Exercise material Block Start

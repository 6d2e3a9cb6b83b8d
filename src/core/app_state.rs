use std::sync::Arc;
use std::time::Duration;

use super::config::ScoutConfig;
use super::error::ScoutResult;
use crate::facts::{AliasTable, FactPipeline};

/// Everything a run needs that is built once up front and never mutated.
#[derive(Clone)]
pub struct AppState {
    pub http_client: reqwest::Client,
    pub config: Arc<ScoutConfig>,
    pub aliases: Arc<AliasTable>,
    pub pipeline: Arc<FactPipeline>,
}

impl std::fmt::Debug for AppState {
    fn fmt(&self, f: &mut std::fmt::Formatter<'_>) -> std::fmt::Result {
        f.debug_struct("AppState")
            .field("api_base_url", &self.config.resolve_api_base_url())
            .field("wiki_base_url", &self.config.resolve_wiki_base_url())
            .field("aliases_enabled", &!self.aliases.is_empty())
            .finish()
    }
}

impl AppState {
    pub fn new(http_client: reqwest::Client, config: ScoutConfig) -> Self {
        let aliases = Arc::new(config.alias_table());
        let pipeline = Arc::new(FactPipeline::new(config.marker_config(), config.boon_filter()));
        Self {
            http_client,
            config: Arc::new(config),
            aliases,
            pipeline,
        }
    }

    /// Build the HTTP client from config (timeout + user agent) and wrap it.
    pub fn from_config(config: ScoutConfig) -> ScoutResult<Self> {
        let http_client = reqwest::Client::builder()
            .timeout(Duration::from_secs(config.resolve_http_timeout_secs()))
            .user_agent(config.resolve_user_agent())
            .redirect(reqwest::redirect::Policy::limited(10))
            .build()?;
        Ok(Self::new(http_client, config))
    }
}
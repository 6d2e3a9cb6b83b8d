pub mod catalog;
pub mod text;
pub mod wiki;

pub use catalog::{CatalogSource, SkillsApiClient};
pub use text::main_text;
pub use wiki::{skill_page_url, PageSource, WikiPageClient};
//! Phrasing table for mitigation facts.
//!
//! Every pattern is case-insensitive and compiled once. New wordings are added
//! to [`EXTRACTION_RULES`]; the extractor iterates the table and never needs
//! to know about individual phrasings.

#![allow(clippy::expect_used)]

use std::sync::LazyLock;

use regex::Regex;

/// Which candidate pool a rule feeds.
#[derive(Debug, Clone, Copy, PartialEq, Eq)]
pub enum RuleCategory {
    /// Reduction of all incoming (or incoming strike) damage.
    Damage,
    /// Reduction of incoming condition damage only.
    Condition,
}

/// `Strict` rules are the literal `<n>% Incoming ... Damage` tooltip facts and
/// are the only ones re-run by the full-text fallback pass. `Prose` rules
/// cover free-text descriptions.
#[derive(Debug, Clone, Copy, PartialEq, Eq)]
pub enum RuleTier {
    Strict,
    Prose,
}

#[derive(Debug)]
pub struct ExtractionRule {
    pub category: RuleCategory,
    pub tier: RuleTier,
    /// Capture group 1 is the signed integer percentage.
    pub pattern: Regex,
}

impl ExtractionRule {
    fn new(category: RuleCategory, tier: RuleTier, pattern: &str) -> Self {
        Self {
            category,
            tier,
            pattern: Regex::new(pattern).expect("extraction rule regex"),
        }
    }

    /// Every captured percentage in `text`, in match order. Captures that do
    /// not fit an `i64` are skipped.
    pub fn percentages<'t>(&'t self, text: &'t str) -> impl Iterator<Item = i64> + 't {
        self.pattern
            .captures_iter(text)
            .filter_map(|caps| caps.get(1))
            .filter_map(|m| m.as_str().parse::<i64>().ok())
    }
}

/// Pool order within a category follows table order.
pub static EXTRACTION_RULES: LazyLock<Vec<ExtractionRule>> = LazyLock::new(|| {
    use RuleCategory::*;
    use RuleTier::*;
    vec![
        ExtractionRule::new(Damage, Strict, r"(?i)([+-]?\d+)\s*%\s+Incoming Damage\b"),
        ExtractionRule::new(
            Condition,
            Strict,
            r"(?i)([+-]?\d+)\s*%\s+Incoming Condition Damage\b",
        ),
        ExtractionRule::new(Damage, Prose, r"(?i)([+-]?\d+)\s*%\s+Incoming Strike Damage\b"),
        ExtractionRule::new(
            Damage,
            Prose,
            r"(?i)Incoming damage (?:is )?(?:reduced|decreased) by\s*([+-]?\d+)\s*%",
        ),
        ExtractionRule::new(
            Damage,
            Prose,
            r"(?i)Damage taken (?:is )?(?:reduced|decreased) by\s*([+-]?\d+)\s*%",
        ),
        ExtractionRule::new(
            Condition,
            Prose,
            r"(?i)Incoming condition damage (?:is )?(?:reduced|decreased) by\s*([+-]?\d+)\s*%",
        ),
    ]
});

/// Invulnerability limited to strikes/attacks.
pub static INVULN_STRIKE: LazyLock<Regex> = LazyLock::new(|| {
    Regex::new(r"(?i)take no damage from (attacks|strikes)|invulnerable to (attacks|strikes)")
        .expect("INVULN_STRIKE regex")
});

/// Any invulnerability wording.
pub static INVULN_ANY: LazyLock<Regex> = LazyLock::new(|| {
    Regex::new(r"(?i)\binvulnerab|\btake no damage\b").expect("INVULN_ANY regex")
});

/// `Recharge: 40` (colon optional).
pub static RECHARGE: LazyLock<Regex> = LazyLock::new(|| {
    Regex::new(r"(?i)\bRecharge\b\s*:?\s*(\d+)\b").expect("RECHARGE regex")
});

/// `Duration: 2.5s`, `Duration 4 sec`, `Duration: 3 seconds`.
pub static DURATION: LazyLock<Regex> = LazyLock::new(|| {
    Regex::new(r"(?i)\bDuration\b\s*:?\s*(\d+(?:\.\d+)?)\s*(?:s|sec|seconds)\b")
        .expect("DURATION regex")
});
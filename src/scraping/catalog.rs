use std::sync::Arc;
use std::time::Duration;

use async_trait::async_trait;
use backoff::future::retry;
use backoff::ExponentialBackoffBuilder;
use tracing::{info, warn};
use url::Url;

use crate::core::error::{ScoutError, ScoutResult};
use crate::core::types::{ApiSkill, CatalogEntry};
use crate::AppState;

/// Supplier of the bulk `{name, id}` catalog.
///
/// An `Err` here is fatal to the run: the orchestrator never proceeds with an
/// empty lookup table because the catalog could not be fetched.
#[async_trait]
pub trait CatalogSource: Send + Sync {
    async fn fetch_catalog(&self) -> ScoutResult<Vec<CatalogEntry>>;
}

/// Client for `GET {api}/skills?ids=all&lang=en`.
pub struct SkillsApiClient {
    client: reqwest::Client,
    api_base_url: String,
    max_attempts: u32,
}

impl SkillsApiClient {
    pub fn new(state: &Arc<AppState>) -> Self {
        Self {
            client: state.http_client.clone(),
            api_base_url: state.config.resolve_api_base_url(),
            max_attempts: state.config.resolve_api_max_retries(),
        }
    }

    pub fn skills_url(&self) -> ScoutResult<Url> {
        let url = Url::parse_with_params(
            &format!("{}/skills", self.api_base_url),
            &[("ids", "all"), ("lang", "en")],
        )?;
        Ok(url)
    }

    async fn fetch_once(&self, url: &Url) -> ScoutResult<Vec<CatalogEntry>> {
        let response = self.client.get(url.clone()).send().await?;
        let status = response.status();
        let body = response.text().await?;
        if !status.is_success() {
            return Err(ScoutError::catalog_status(status.as_u16(), &body));
        }
        let raw: Vec<ApiSkill> = serde_json::from_str(&body)?;
        Ok(raw.into_iter().filter_map(ApiSkill::into_entry).collect())
    }
}

#[async_trait]
impl CatalogSource for SkillsApiClient {
    async fn fetch_catalog(&self) -> ScoutResult<Vec<CatalogEntry>> {
        let url = self.skills_url()?;
        info!("Fetching skill catalog from {}", url);

        let max_attempts = self.max_attempts;
        let mut attempt = 0u32;
        let policy = ExponentialBackoffBuilder::new()
            .with_initial_interval(Duration::from_millis(500))
            .with_max_interval(Duration::from_secs(2))
            .with_max_elapsed_time(Some(Duration::from_secs(30)))
            .build();

        retry(policy, || {
            attempt += 1;
            let this_attempt = attempt;
            let url = &url;
            async move {
                match self.fetch_once(url).await {
                    Ok(entries) => Ok(entries),
                    // A body that is not the expected JSON will not improve on retry.
                    Err(e @ ScoutError::Decode(_)) => Err(backoff::Error::permanent(e)),
                    Err(e) if this_attempt >= max_attempts => Err(backoff::Error::permanent(e)),
                    Err(e) => {
                        warn!(
                            "skills API attempt {}/{} failed: {}",
                            this_attempt, max_attempts, e
                        );
                        Err(backoff::Error::transient(e))
                    }
                }
            }
        })
        .await
    }
}
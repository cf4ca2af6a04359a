use ndarray::{Array1, Array2, ArrayView2};
use ndarray_rand::RandomExt;
use rand::distributions::Uniform;
use rand::SeedableRng;
use rand_isaac::Isaac64Rng;
use tqdm::Iter;
use tracing::{debug, warn};

use crate::error::WarpError;
use crate::ratings::RatingStore;
use crate::Flt;
use crate::warp_fast::{
    apply_updates, check_factor_shapes, dot, sample_positive, sample_violating_negative,
    try_sample_positive, try_warp_sample, warp_sample, PositiveSample, Violation, WarpSample,
};

/// Sampling and update parameters shared by [`WarpSampler`] and [`WarpModel`].
#[derive(Clone, Debug, PartialEq)]
pub struct WarpConfig {
    pub no_components: usize,
    /// Ratings at or above this value count as positive examples.
    pub positive_threshold: Flt,
    /// Budget for one violating-negative search; at most `max_trials - 1` draws.
    pub max_trials: usize,
    /// Caps positive draws per WARP sample. `None` retries without limit.
    pub max_attempts: Option<usize>,
    pub learning_rate: Flt,
    /// Radius of the L2 ball every factor row is projected onto.
    pub max_norm: Flt,
}

impl Default for WarpConfig {
    fn default() -> WarpConfig {
        WarpConfig {
            no_components: 10,
            positive_threshold: 0.0,
            max_trials: 100,
            max_attempts: None,
            learning_rate: 0.05,
            max_norm: 100.0,
        }
    }
}

impl WarpConfig {
    pub fn new_with_params(
        no_components: usize,
        positive_threshold: Flt,
        max_trials: usize,
        max_attempts: Option<usize>,
        learning_rate: Flt,
        max_norm: Flt,
    ) -> Result<WarpConfig, WarpError> {
        if no_components == 0 {
            return Err(WarpError::Configuration("no_components must be positive".to_string()));
        }
        if max_trials == 0 {
            return Err(WarpError::Configuration("max_trials must be positive".to_string()));
        }
        if max_attempts == Some(0) {
            return Err(WarpError::Configuration("max_attempts must be positive when set".to_string()));
        }
        if !(learning_rate > 0.0 && learning_rate.is_finite()) {
            return Err(WarpError::Configuration(format!("invalid learning rate: {}", learning_rate)));
        }
        if !(max_norm > 0.0 && max_norm.is_finite()) {
            return Err(WarpError::Configuration(format!("invalid max norm: {}", max_norm)));
        }
        Ok(WarpConfig {
            no_components,
            positive_threshold,
            max_trials,
            max_attempts,
            learning_rate,
            max_norm,
        })
    }
}

pub struct RandomState {
    pub(crate) rng: Isaac64Rng,
}

impl RandomState {
    pub fn default() -> RandomState {
        RandomState { rng: Isaac64Rng::from_entropy() }
    }

    pub fn from_seed(seed: u64) -> RandomState {
        RandomState { rng: Isaac64Rng::seed_from_u64(seed) }
    }
}

/// Draws WARP samples and applies bounded updates with one configuration and
/// one random stream.
pub struct WarpSampler {
    config: WarpConfig,
    random_state: RandomState,
}

impl WarpSampler {
    pub fn new(config: WarpConfig, random_state: RandomState) -> WarpSampler {
        WarpSampler { config, random_state }
    }

    pub fn config(&self) -> &WarpConfig {
        &self.config
    }

    pub fn sample(
        &mut self,
        user_factors: ArrayView2<Flt>,
        item_factors: ArrayView2<Flt>,
        store: &RatingStore,
    ) -> Result<WarpSample, WarpError> {
        let rng = &mut self.random_state.rng;
        match self.config.max_attempts {
            Some(max_attempts) => try_warp_sample(
                user_factors,
                item_factors,
                store,
                self.config.positive_threshold,
                self.config.max_trials,
                max_attempts,
                rng,
            ),
            None => Ok(warp_sample(
                user_factors,
                item_factors,
                store,
                self.config.positive_threshold,
                self.config.max_trials,
                rng,
            )),
        }
    }

    pub fn sample_positive(&mut self, store: &RatingStore) -> Result<PositiveSample, WarpError> {
        let rng = &mut self.random_state.rng;
        match self.config.max_attempts {
            Some(max_draws) => try_sample_positive(store, self.config.positive_threshold, max_draws, rng),
            None => Ok(sample_positive(store, self.config.positive_threshold, rng)),
        }
    }

    pub fn sample_violating_negative(
        &mut self,
        user_factors: ArrayView2<Flt>,
        item_factors: ArrayView2<Flt>,
        store: &RatingStore,
        positive: &PositiveSample,
    ) -> Violation {
        sample_violating_negative(
            user_factors,
            item_factors,
            &store.row(positive.user),
            positive.position,
            positive.item,
            self.config.max_trials,
            &mut self.random_state.rng,
        )
    }

    pub fn update(&self, factors: &mut Array2<Flt>, rows: &[usize], deltas: ArrayView2<Flt>) -> Result<(), WarpError> {
        apply_updates(factors, rows, deltas, self.config.learning_rate, self.config.max_norm)
    }
}
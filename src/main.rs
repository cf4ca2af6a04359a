use nalgebra_sparse::{CooMatrix, CsrMatrix};
use tracing::info;
use warpfm::{Flt, RandomState, RatingStore, WarpConfig, WarpError, WarpModel};

fn synthetic_ratings(no_users: usize, no_items: usize, no_groups: usize) -> CsrMatrix<Flt> {
    let group_size = no_items / no_groups;
    let mut coo = CooMatrix::new(no_users, no_items);
    for user in 0..no_users {
        let group = user % no_groups;
        for offset in 0..group_size / 2 {
            let item = group * group_size + (user * 7 + offset * 2) % group_size;
            coo.push(user, item, if offset % 3 == 0 { 5.0 } else { 3.0 });
        }
    }
    CsrMatrix::from(&coo)
}

fn main() -> Result<(), WarpError> {
    tracing_subscriber::fmt()
        .with_env_filter(
            tracing_subscriber::EnvFilter::try_from_default_env()
                .unwrap_or_else(|_| tracing_subscriber::EnvFilter::new("info")),
        )
        .init();

    let (no_users, no_items) = (200, 60);
    let ratings = synthetic_ratings(no_users, no_items, 4);
    let store = RatingStore::from_csr(&ratings);
    info!(users = store.num_users(), items = store.num_items(), nnz = store.nnz(), "built rating matrix");

    let config = WarpConfig::new_with_params(16, 3.0, 100, Some(1000), 0.05, 10.0)?;
    let mut model = WarpModel::new(config, RandomState::from_seed(2024), no_users, no_items);
    let stats = model.fit(&store, 20, true)?;
    info!(samples = stats.samples, mean_total_trials = stats.mean_total_trials, "training done");

    let items = (0..no_items).collect::<Vec<_>>();
    for user in 0..4 {
        let scores = model.predict(user, &items)?;
        let mut ranked = items.clone();
        ranked.sort_unstable_by(|&a, &b| scores[b].total_cmp(&scores[a]));
        info!(user, top = ?&ranked[..5], "top items");
    }
    Ok(())
}
use ndarray::{Array2, ArrayView1, ArrayView2};
use rand::Rng;

use crate::error::WarpError;
use crate::ratings::{RatingStore, UserRow};
use crate::Flt;

/// Margin a positive item must keep over a negative one.
static MARGIN: Flt = 1.0;

/// A `(user, positive item)` draw together with the item's position inside
/// the user's row.
#[derive(Clone, Copy, Debug, PartialEq)]
pub struct PositiveSample {
    pub user: usize,
    pub position: usize,
    pub item: usize,
}

/// Outcome of a violating-negative search. `item` is `None` when the trial
/// budget ran out.
#[derive(Clone, Copy, Debug, PartialEq)]
pub struct Violation {
    pub item: Option<usize>,
    pub trials: usize,
}

/// A sampled WARP triple. `negative_trials` counts draws of the successful
/// attempt only, `total_trials` accumulates over discarded attempts as well.
#[derive(Clone, Copy, Debug, PartialEq)]
pub struct WarpSample {
    pub user: usize,
    pub positive_item: usize,
    pub negative_item: usize,
    pub negative_trials: usize,
    pub total_trials: usize,
}

#[inline(always)]
pub fn dot(a: ArrayView1<Flt>, b: ArrayView1<Flt>) -> Flt {
    a.dot(&b)
}

#[inline(always)]
fn draw_positive<R: Rng + ?Sized>(store: &RatingStore, threshold: Flt, rng: &mut R) -> Option<PositiveSample> {
    let user = rng.gen_range(0..store.num_users());
    let row = store.row(user);
    if row.is_empty() {
        return None;
    }
    let position = rng.gen_range(0..row.len());
    if row.rating_at(position) >= threshold {
        Some(PositiveSample { user, position, item: row.item_at(position) })
    } else {
        None
    }
}

/// Draws a user uniformly, then a position uniformly inside that user's row,
/// and starts over with a new user whenever the row is empty or the rating is
/// below `threshold`. Users with a larger share of positive ratings are
/// therefore favoured.
///
/// Never returns when no rating reaches `threshold`; see
/// [`RatingStore::has_positive`] and [`try_sample_positive`].
pub fn sample_positive<R: Rng + ?Sized>(store: &RatingStore, threshold: Flt, rng: &mut R) -> PositiveSample {
    loop {
        if let Some(sample) = draw_positive(store, threshold, rng) {
            return sample;
        }
    }
}

/// [`sample_positive`] with at most `max_draws` user draws.
pub fn try_sample_positive<R: Rng + ?Sized>(
    store: &RatingStore,
    threshold: Flt,
    max_draws: usize,
    rng: &mut R,
) -> Result<PositiveSample, WarpError> {
    if store.num_users() == 0 {
        return Err(WarpError::EmptyRatings);
    }
    (0..max_draws)
        .find_map(|_| draw_positive(store, threshold, rng))
        .ok_or(WarpError::PositiveSamplingExhausted { draws: max_draws })
}

#[inline(always)]
fn accepts_negative(row: &UserRow, item: usize, positive_rating: Flt) -> bool {
    match row.position_of(item) {
        None => true,
        Some(position) => row.rating_at(position) < positive_rating,
    }
}

/// Draws an item uniformly from `0..num_items`, with replacement, until it is
/// either unrated by the user or rated strictly below the positive item.
/// The positive item itself always fails the rating test.
///
/// Never returns when the user rated every item at or above the positive
/// rating; see [`try_sample_negative_candidate`].
#[inline(always)]
pub fn sample_negative_candidate<R: Rng + ?Sized>(
    num_items: usize,
    row: &UserRow,
    positive_position: usize,
    rng: &mut R,
) -> usize {
    let positive_rating = row.rating_at(positive_position);
    loop {
        let item = rng.gen_range(0..num_items);
        if accepts_negative(row, item, positive_rating) {
            return item;
        }
    }
}

/// [`sample_negative_candidate`] with at most `max_draws` item draws.
#[inline(always)]
pub fn try_sample_negative_candidate<R: Rng + ?Sized>(
    num_items: usize,
    row: &UserRow,
    positive_position: usize,
    max_draws: usize,
    rng: &mut R,
) -> Option<usize> {
    let positive_rating = row.rating_at(positive_position);
    (0..max_draws)
        .map(|_| rng.gen_range(0..num_items))
        .find(|&item| accepts_negative(row, item, positive_rating))
}

/// Searches for a negative item whose score comes within the unit margin of the
/// positive item's score. At most `max_trials - 1` candidates are drawn; when
/// none violates the margin the result carries no item and `max_trials`.
pub fn sample_violating_negative<R: Rng + ?Sized>(
    user_factors: ArrayView2<Flt>,
    item_factors: ArrayView2<Flt>,
    row: &UserRow,
    positive_position: usize,
    positive_item: usize,
    max_trials: usize,
    rng: &mut R,
) -> Violation {
    let num_items = item_factors.nrows();
    let user_factor = user_factors.row(row.user);
    let positive_score = dot(user_factor, item_factors.row(positive_item));
    for trial in 1..max_trials {
        let item = sample_negative_candidate(num_items, row, positive_position, rng);
        if positive_score - dot(user_factor, item_factors.row(item)) < MARGIN {
            return Violation { item: Some(item), trials: trial };
        }
    }
    Violation { item: None, trials: max_trials }
}

/// [`sample_violating_negative`] where every item draw, rejected candidates
/// included, spends one trial. Always returns within `max_trials - 1` draws.
pub fn try_sample_violating_negative<R: Rng + ?Sized>(
    user_factors: ArrayView2<Flt>,
    item_factors: ArrayView2<Flt>,
    row: &UserRow,
    positive_position: usize,
    positive_item: usize,
    max_trials: usize,
    rng: &mut R,
) -> Violation {
    let num_items = item_factors.nrows();
    let user_factor = user_factors.row(row.user);
    let positive_score = dot(user_factor, item_factors.row(positive_item));
    for trial in 1..max_trials {
        let Some(item) = try_sample_negative_candidate(num_items, row, positive_position, 1, rng) else {
            continue;
        };
        if positive_score - dot(user_factor, item_factors.row(item)) < MARGIN {
            return Violation { item: Some(item), trials: trial };
        }
    }
    Violation { item: None, trials: max_trials }
}

#[inline(always)]
fn warp_attempt<R: Rng + ?Sized>(
    user_factors: ArrayView2<Flt>,
    item_factors: ArrayView2<Flt>,
    store: &RatingStore,
    threshold: Flt,
    max_trials: usize,
    rng: &mut R,
) -> Option<(PositiveSample, Violation)> {
    draw_positive(store, threshold, rng).map(|positive| {
        let violation = try_sample_violating_negative(
            user_factors,
            item_factors,
            &store.row(positive.user),
            positive.position,
            positive.item,
            max_trials,
            rng,
        );
        (positive, violation)
    })
}

/// Draws positives until one of them yields a violating negative. Positives
/// whose search runs out of trials are discarded; their trials still count
/// towards `total_trials`.
///
/// Liveness depends on the data: with no positive rating, or a model that
/// already ranks every positive far enough ahead, this never returns. Use
/// [`try_warp_sample`] for a bounded search.
pub fn warp_sample<R: Rng + ?Sized>(
    user_factors: ArrayView2<Flt>,
    item_factors: ArrayView2<Flt>,
    store: &RatingStore,
    threshold: Flt,
    max_trials: usize,
    rng: &mut R,
) -> WarpSample {
    let mut total_trials = 0;
    loop {
        let positive = sample_positive(store, threshold, rng);
        let violation = sample_violating_negative(
            user_factors,
            item_factors,
            &store.row(positive.user),
            positive.position,
            positive.item,
            max_trials,
            rng,
        );
        total_trials += violation.trials;
        if let Some(negative_item) = violation.item {
            return WarpSample {
                user: positive.user,
                positive_item: positive.item,
                negative_item,
                negative_trials: violation.trials,
                total_trials,
            };
        }
    }
}

/// [`warp_sample`] giving up after `max_attempts` positive draws, rejected
/// draws included. Negative searches use [`try_sample_violating_negative`], so
/// rows without any acceptable negative exhaust their trials instead of
/// spinning.
pub fn try_warp_sample<R: Rng + ?Sized>(
    user_factors: ArrayView2<Flt>,
    item_factors: ArrayView2<Flt>,
    store: &RatingStore,
    threshold: Flt,
    max_trials: usize,
    max_attempts: usize,
    rng: &mut R,
) -> Result<WarpSample, WarpError> {
    if store.num_users() == 0 || item_factors.nrows() == 0 {
        return Err(WarpError::EmptyRatings);
    }
    check_factor_shapes(user_factors, item_factors, store)?;

    let mut total_trials = 0;
    for _ in 0..max_attempts {
        let Some((positive, violation)) =
            warp_attempt(user_factors, item_factors, store, threshold, max_trials, rng)
        else {
            continue;
        };
        total_trials += violation.trials;
        if let Some(negative_item) = violation.item {
            return Ok(WarpSample {
                user: positive.user,
                positive_item: positive.item,
                negative_item,
                negative_trials: violation.trials,
                total_trials,
            });
        }
        tracing::trace!(user = positive.user, item = positive.item, "discarding positive without violation");
    }
    Err(WarpError::WarpSamplingExhausted { attempts: max_attempts, total_trials })
}

pub(crate) fn check_factor_shapes(
    user_factors: ArrayView2<Flt>,
    item_factors: ArrayView2<Flt>,
    store: &RatingStore,
) -> Result<(), WarpError> {
    if user_factors.nrows() < store.num_users() {
        return Err(WarpError::DimensionMismatch { expected: store.num_users(), found: user_factors.nrows() });
    }
    if item_factors.nrows() < store.num_items() {
        return Err(WarpError::DimensionMismatch { expected: store.num_items(), found: item_factors.nrows() });
    }
    if user_factors.ncols() != item_factors.ncols() {
        return Err(WarpError::DimensionMismatch { expected: user_factors.ncols(), found: item_factors.ncols() });
    }
    Ok(())
}

/// Adds `gamma * deltas[k]` to `factors[rows[k]]` for each `k` in order, then
/// projects the row back onto the L2 ball of radius `max_norm`.
///
/// Repeated rows are updated sequentially, each starting from the projected
/// result of the previous occurrence. All shape checks run before any row is
/// written.
pub fn apply_updates(
    factors: &mut Array2<Flt>,
    rows: &[usize],
    deltas: ArrayView2<Flt>,
    gamma: Flt,
    max_norm: Flt,
) -> Result<(), WarpError> {
    if rows.len() != deltas.nrows() {
        return Err(WarpError::LengthMismatch { rows: rows.len(), deltas: deltas.nrows() });
    }
    if deltas.ncols() != factors.ncols() {
        return Err(WarpError::DimensionMismatch { expected: factors.ncols(), found: deltas.ncols() });
    }
    if let Some(&row) = rows.iter().find(|&&row| row >= factors.nrows()) {
        return Err(WarpError::RowOutOfBounds { row, num_rows: factors.nrows() });
    }

    for (&row, delta) in rows.iter().zip(deltas.outer_iter()) {
        let mut factor = factors.row_mut(row);
        factor.scaled_add(gamma, &delta);
        let p = factor.dot(&factor).sqrt() / max_norm;
        if p > 1.0 {
            factor.mapv_inplace(|x| x / p);
        }
    }
    Ok(())
}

Exercise material Block End

#### Action item:
Report how many lines of the entries hold the string "collect". Provide the number alone.

#### Solution:
2